Log-Odds Ratios of Word Frequencies

Which Words Are Shared LEAST Between Categories?

Log-odds ratio comparison identifies the words that have the greatest difference in usage between the two groups being compared. This code block is based on a method for comparing word usage frequencies between two separate Twitter users https://www.tidytextmining.com/twitter.html If the words used by TAs in their comments differ between sub-categories, there should be fairly low Pearson correlations between word frequencies.

# Isolate table rows to compare.
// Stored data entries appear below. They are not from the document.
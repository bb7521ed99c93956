//! Unverified JWT payload inspection.
//!
//! The server already verifies tokens; the client only reads `sub` and `exp`
//! to label the session and to fill in a missing expiry.

use base64::engine::general_purpose::URL_SAFE_NO_PAD;
use base64::Engine;
use chrono::{DateTime, Utc};
use serde::Deserialize;
use thiserror::Error;

#[derive(Debug, Error, PartialEq)]
pub enum JwtError {
    #[error("Invalid JWT format")]
    Malformed,
    #[error("Failed to decode JWT payload: {0}")]
    Encoding(String),
    #[error("Failed to parse JWT payload: {0}")]
    Payload(String),
}

/// The registered claims the client cares about.
#[derive(Debug, Default, Deserialize)]
pub struct Claims {
    pub sub: Option<String>,
    pub exp: Option<i64>,
}

/// Decode the payload segment of a compact JWT without checking the signature.
pub fn decode_claims(token: &str) -> Result<Claims, JwtError> {
    let mut parts = token.split('.');
    let payload = match (parts.next(), parts.next(), parts.next(), parts.next()) {
        (Some(_), Some(payload), Some(_), None) => payload,
        _ => return Err(JwtError::Malformed),
    };

    // Some issuers keep the base64 padding; the no-pad engine rejects it.
    let decoded = URL_SAFE_NO_PAD
        .decode(payload.trim_end_matches('='))
        .map_err(|e| JwtError::Encoding(e.to_string()))?;

    serde_json::from_slice(&decoded).map_err(|e| JwtError::Payload(e.to_string()))
}

/// Expiry of an access token from its `exp` claim, if it has one.
pub fn expiry(token: &str) -> Option<DateTime<Utc>> {
    let exp = decode_claims(token).ok()?.exp?;
    DateTime::from_timestamp(exp, 0)
}

/// Subject (`sub`) of an access token, if it has one.
pub fn subject(token: &str) -> Option<String> {
    decode_claims(token).ok()?.sub
}

#[cfg(test)]
pub(crate) fn make_token(payload_json: &str) -> String {
    let header = URL_SAFE_NO_PAD.encode(b"{\"alg\":\"HS256\",\"typ\":\"JWT\"}");
    let payload = URL_SAFE_NO_PAD.encode(payload_json.as_bytes());
    format!("{}.{}.fake-signature", header, payload)
}

#[cfg(test)]
mod tests {
    use super::*;

    #[test]
    fn test_decode_sub_and_exp() {
        let token = make_token("{\"sub\":\"user-123-abc\",\"exp\":1700000000}");

        assert_eq!(subject(&token).as_deref(), Some("user-123-abc"));
        assert_eq!(expiry(&token).map(|t| t.timestamp()), Some(1_700_000_000));
    }

    #[test]
    fn test_missing_exp() {
        let token = make_token("{\"sub\":\"user-123-abc\"}");
        assert_eq!(expiry(&token), None);
    }

    #[test]
    fn test_not_a_jwt() {
        assert_eq!(decode_claims("not-a-jwt").unwrap_err(), JwtError::Malformed);
        assert_eq!(decode_claims("a.b.c.d").unwrap_err(), JwtError::Malformed);
        assert_eq!(subject("not-a-jwt"), None);
    }

    #[test]
    fn test_garbage_payload() {
        let result = decode_claims("aGVhZGVy.!!!.sig");
        assert!(matches!(result, Err(JwtError::Encoding(_))));
    }
}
Then reduce larger dataframe to only 2 required columns of data.
frequency_writing <- filter(base_data, code.subject=="2_writing"|code.subject=="3_technical"|code.subject=="4_logic")
frequency_writing.subcolumns <- frequency_writing %>% select(1, 22:23)
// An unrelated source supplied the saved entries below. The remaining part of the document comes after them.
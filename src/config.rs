//! Client configuration.
//!
//! Read from environment variables (after `.env` is loaded by the binary).
//! API base URL: MARKETPLACE_API_URL > REACT_APP_API_URL > localhost default.

use std::path::PathBuf;
use std::str::FromStr;
use std::time::Duration;

use thiserror::Error;

/// Default backend URL when nothing is configured.
pub const DEFAULT_API_URL: &str = "http://localhost:5000";

/// Route the user is sent to when the session cannot be renewed.
pub const LOGIN_ROUTE: &str = "/account/login";

/// Fixed client-side timeout applied to every HTTP call.
pub const DEFAULT_REQUEST_TIMEOUT: Duration = Duration::from_secs(30);

pub const DEFAULT_CONNECT_TIMEOUT: Duration = Duration::from_secs(10);

/// How often the session-expiry watcher checks the stored expiry.
pub const DEFAULT_SESSION_CHECK_INTERVAL: Duration = Duration::from_secs(60);

#[derive(Debug, Error, PartialEq)]
pub enum ConfigError {
    #[error("{var} must be a whole number of seconds, got {value:?}")]
    InvalidSeconds { var: &'static str, value: String },
    #[error("Unknown session store {0:?} (expected keychain, file or memory)")]
    UnknownStore(String),
}

/// Where the persisted session record lives.
#[derive(Debug, Clone, PartialEq, Eq)]
pub enum StoreKind {
    Keychain,
    /// JSON file; `None` means the default location in the user's data directory.
    File(Option<PathBuf>),
    Memory,
}

impl FromStr for StoreKind {
    type Err = ConfigError;

    fn from_str(s: &str) -> Result<Self, Self::Err> {
        match s.trim().to_ascii_lowercase().as_str() {
            "keychain" => Ok(StoreKind::Keychain),
            "file" => Ok(StoreKind::File(None)),
            "memory" => Ok(StoreKind::Memory),
            _ => Err(ConfigError::UnknownStore(s.to_string())),
        }
    }
}

#[derive(Debug, Clone, PartialEq)]
pub struct ClientConfig {
    pub api_base_url: String,
    pub request_timeout: Duration,
    pub connect_timeout: Duration,
    pub session_check_interval: Duration,
    pub login_route: String,
    pub store: StoreKind,
}

impl Default for ClientConfig {
    fn default() -> Self {
        Self {
            api_base_url: DEFAULT_API_URL.to_string(),
            request_timeout: DEFAULT_REQUEST_TIMEOUT,
            connect_timeout: DEFAULT_CONNECT_TIMEOUT,
            session_check_interval: DEFAULT_SESSION_CHECK_INTERVAL,
            login_route: LOGIN_ROUTE.to_string(),
            store: StoreKind::File(None),
        }
    }
}

impl ClientConfig {
    /// Configuration for the given base URL with all other settings at defaults.
    pub fn with_base_url(api_base_url: &str) -> Self {
        Self {
            api_base_url: api_base_url.to_string(),
            ..Default::default()
        }
    }

    pub fn from_env() -> Result<Self, ConfigError> {
        Self::from_lookup(|key| std::env::var(key).ok())
    }

    /// Build from an arbitrary variable lookup (the process environment in `from_env`).
    pub fn from_lookup<F>(lookup: F) -> Result<Self, ConfigError>
    where
        F: Fn(&str) -> Option<String>,
    {
        let defaults = Self::default();

        let api_base_url = lookup("MARKETPLACE_API_URL")
            .or_else(|| lookup("REACT_APP_API_URL"))
            .filter(|url| !url.trim().is_empty())
            .unwrap_or(defaults.api_base_url);

        let request_timeout = seconds(&lookup, "MARKETPLACE_HTTP_TIMEOUT_SECS")?
            .unwrap_or(defaults.request_timeout);
        let connect_timeout = seconds(&lookup, "MARKETPLACE_CONNECT_TIMEOUT_SECS")?
            .unwrap_or(defaults.connect_timeout);
        let session_check_interval = seconds(&lookup, "MARKETPLACE_SESSION_CHECK_SECS")?
            .unwrap_or(defaults.session_check_interval);

        let mut store = match lookup("MARKETPLACE_SESSION_STORE") {
            Some(kind) => kind.parse()?,
            None => defaults.store,
        };
        if let (StoreKind::File(path), Some(custom)) =
            (&mut store, lookup("MARKETPLACE_SESSION_FILE"))
        {
            *path = Some(PathBuf::from(custom));
        }

        Ok(Self {
            api_base_url,
            request_timeout,
            connect_timeout,
            session_check_interval,
            login_route: defaults.login_route,
            store,
        })
    }
}

fn seconds<F>(lookup: &F, var: &'static str) -> Result<Option<Duration>, ConfigError>
where
    F: Fn(&str) -> Option<String>,
{
    match lookup(var) {
        None => Ok(None),
        Some(value) => value
            .trim()
            .parse::<u64>()
            .map(|secs| Some(Duration::from_secs(secs)))
            .map_err(|_| ConfigError::InvalidSeconds { var, value }),
    }
}

#[cfg(test)]
mod tests {
    use super::*;
    use std::collections::HashMap;

    fn lookup_from(pairs: &[(&str, &str)]) -> impl Fn(&str) -> Option<String> {
        let map: HashMap<String, String> = pairs
            .iter()
            .map(|(k, v)| (k.to_string(), v.to_string()))
            .collect();
        move |key| map.get(key).cloned()
    }

    #[test]
    fn test_defaults_when_nothing_set() {
        let config = ClientConfig::from_lookup(lookup_from(&[])).unwrap();
        assert_eq!(config, ClientConfig::default());
        assert_eq!(config.login_route, "/account/login");
    }

    #[test]
    fn test_api_url_precedence() {
        let config = ClientConfig::from_lookup(lookup_from(&[
            ("MARKETPLACE_API_URL", "https://api.example.com"),
            ("REACT_APP_API_URL", "https://fallback.example.com"),
        ]))
        .unwrap();
        assert_eq!(config.api_base_url, "https://api.example.com");

        let config =
            ClientConfig::from_lookup(lookup_from(&[("REACT_APP_API_URL", "https://fallback")]))
                .unwrap();
        assert_eq!(config.api_base_url, "https://fallback");
    }

    #[test]
    fn test_timeouts_and_store() {
        let config = ClientConfig::from_lookup(lookup_from(&[
            ("MARKETPLACE_HTTP_TIMEOUT_SECS", "5"),
            ("MARKETPLACE_CONNECT_TIMEOUT_SECS", " 2 "),
            ("MARKETPLACE_SESSION_CHECK_SECS", "15"),
            ("MARKETPLACE_SESSION_STORE", "Keychain"),
        ]))
        .unwrap();
        assert_eq!(config.request_timeout, Duration::from_secs(5));
        assert_eq!(config.connect_timeout, Duration::from_secs(2));
        assert_eq!(config.session_check_interval, Duration::from_secs(15));
        assert_eq!(config.store, StoreKind::Keychain);
    }

    #[test]
    fn test_session_file_override() {
        let config = ClientConfig::from_lookup(lookup_from(&[
            ("MARKETPLACE_SESSION_STORE", "file"),
            ("MARKETPLACE_SESSION_FILE", "/tmp/session.json"),
        ]))
        .unwrap();
        assert_eq!(
            config.store,
            StoreKind::File(Some(PathBuf::from("/tmp/session.json")))
        );
    }

    #[test]
    fn test_invalid_values_are_rejected() {
        let err = ClientConfig::from_lookup(lookup_from(&[(
            "MARKETPLACE_HTTP_TIMEOUT_SECS",
            "soon",
        )]))
        .unwrap_err();
        assert_eq!(
            err,
            ConfigError::InvalidSeconds {
                var: "MARKETPLACE_HTTP_TIMEOUT_SECS",
                value: "soon".to_string()
            }
        );

        let err = ClientConfig::from_lookup(lookup_from(&[("MARKETPLACE_SESSION_STORE", "redis")]))
            .unwrap_err();
        assert_eq!(err, ConfigError::UnknownStore("redis".to_string()));
    }
}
# Tokenize phrases, remove stop words listed in standard reference file.
base_data_tokenized <- frequency_writing.subcolumns %>% 
  unnest_tokens(word,ta.comment) %>% 
  anti_join(stop_words)

#At this point the dataframe should have "Unique.Record" in column 1, "code.subject" in column 2, and the unnested "word" in column 3. All columns are class = "character". Stop words listed in the "stop_words" R reference data file have been removed.
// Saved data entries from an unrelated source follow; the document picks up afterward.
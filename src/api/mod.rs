//! API client module for the marketplace client.
//!
//! Provides the HTTP client with bearer injection and session renewal, the
//! auth endpoint wrappers, and request/response types matching the backend API.

pub mod auth;
pub mod client;
pub mod types;


pub use client::{decode_json, ApiClient, ApiRequest, SessionRefresher};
#Block below re-organizes the data for comparisons. This pattern sets "2_writing" as the first dataset, then all other data in remaining columns.
#Groups by code.subject, calculated proportional frequency in each group.
#Final step creates 4 columns: word, 2_writing, code.subject, proportion
#Stats need this format to be able to compare 2_writing against other values.
base_data_tokenized_sorted2 <- base_data_tokenized %>% 
  group_by(code.subject) %>%
  count(code.subject, word, sort=TRUE) %>% 
  mutate(proportion = n / sum(n)) %>% 
  select(-n) %>% 
  spread(code.subject, proportion) %>% 
  gather(code.subject, proportion, `3_technical`:`4_logic`)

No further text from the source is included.